I will also be able to work on my skills in talking to people. I will be helping them problem solve. I will be redirecting. I will be working in mental health. I can’t wait!!!

I do believe that I am on the right path. I do believe that I am finding my calling. I do believe that all of the skills that I am working on will enhance my overall skill set. I think each of these stumbles, falls, and climbs back up have only made me stronger. Each hurt has taught me another lesson. Each stumble has taught me to keep getting back up. Each instance has been another story that I can share with others to help them to learn and claim their strength.

I feel a deep sense of responsibility to others. I feel compelled to help if I can help. I want to connect people if I can connect people. I want to inspire people to be their best selves. I want to motivate people to do their personal work. I want to help people find themselves.

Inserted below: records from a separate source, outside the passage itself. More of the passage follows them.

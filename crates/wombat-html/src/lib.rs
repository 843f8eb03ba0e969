//! Streaming HTML5 tokenizer for the Wombat browser engine.
//!
//! # Scope
//!
//! This crate implements the tokenization stage of the
//! [WHATWG HTML parsing algorithm](https://html.spec.whatwg.org/multipage/parsing.html#tokenization):
//! a pull-based state machine that turns a byte or text input into a
//! sequence of tokens (start tag, end tag, character, space-character,
//! comment, doctype, processing instruction, parse error).
//!
//! - **Input stream** with byte decoding (UTF-8, Windows-1252), an optional
//!   one-shot `<meta charset>` preview, newline normalization, LIFO unget,
//!   and line/column accounting
//! - **Character references**, named (longest match, legacy semicolon-less
//!   forms) and numeric (with the Windows-1252 replacement table)
//! - **Parse errors as tokens**, interleaved with content in source order
//! - **Source spans**, optional, with the guarantee that the content
//!   tokens' spans tile the input exactly
//!
//! Tree construction, DOM building, and serialization live elsewhere; the
//! tree stage drives this crate through the iterator and feeds back the
//! content-model state and the CDATA gate between advances.
//!
//! # Example
//!
//! ```
//! use wombat_html::{HTMLTokenizer, Token, TokenizerOptions};
//!
//! let tokens: Vec<Token> =
//!     HTMLTokenizer::from_str("<p>Hi</p>", TokenizerOptions::default()).collect();
//! assert!(matches!(&tokens[0], Token::StartTag { name, .. } if name == "p"));
//! assert!(matches!(&tokens[1], Token::Characters { data, .. } if data == "Hi"));
//! assert!(matches!(&tokens[2], Token::EndTag { name, .. } if name == "p"));
//! ```

/// The decoding input stream feeding the tokenizer.
pub mod stream;
/// The tokenizer state machine, tokens, and error vocabulary.
pub mod tokenizer;

pub use stream::{Encoding, FileInfo, InputStream, StreamError, UnknownEncodingLabel};
pub use tokenizer::{
    Attribute, ErrorDetail, HTMLTokenizer, ParseErrorCode, SourceSpan, Token,
    TokenizerOptions, TokenizerState,
};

I am thankful that I got this time off from a job. I am thankful that I was given this time to search myself. I am thankful for finding my strengths. I am thankful for recognizing my weaknesses. I am thankful for my falls. I am thankful for my rising. I am thankful for all the love that has been given to me. I am thankful for my new job. I am thankful for new opportunities. I am thankful for new possibilities. I am thankful for me. I am thankful for you. I am blessed.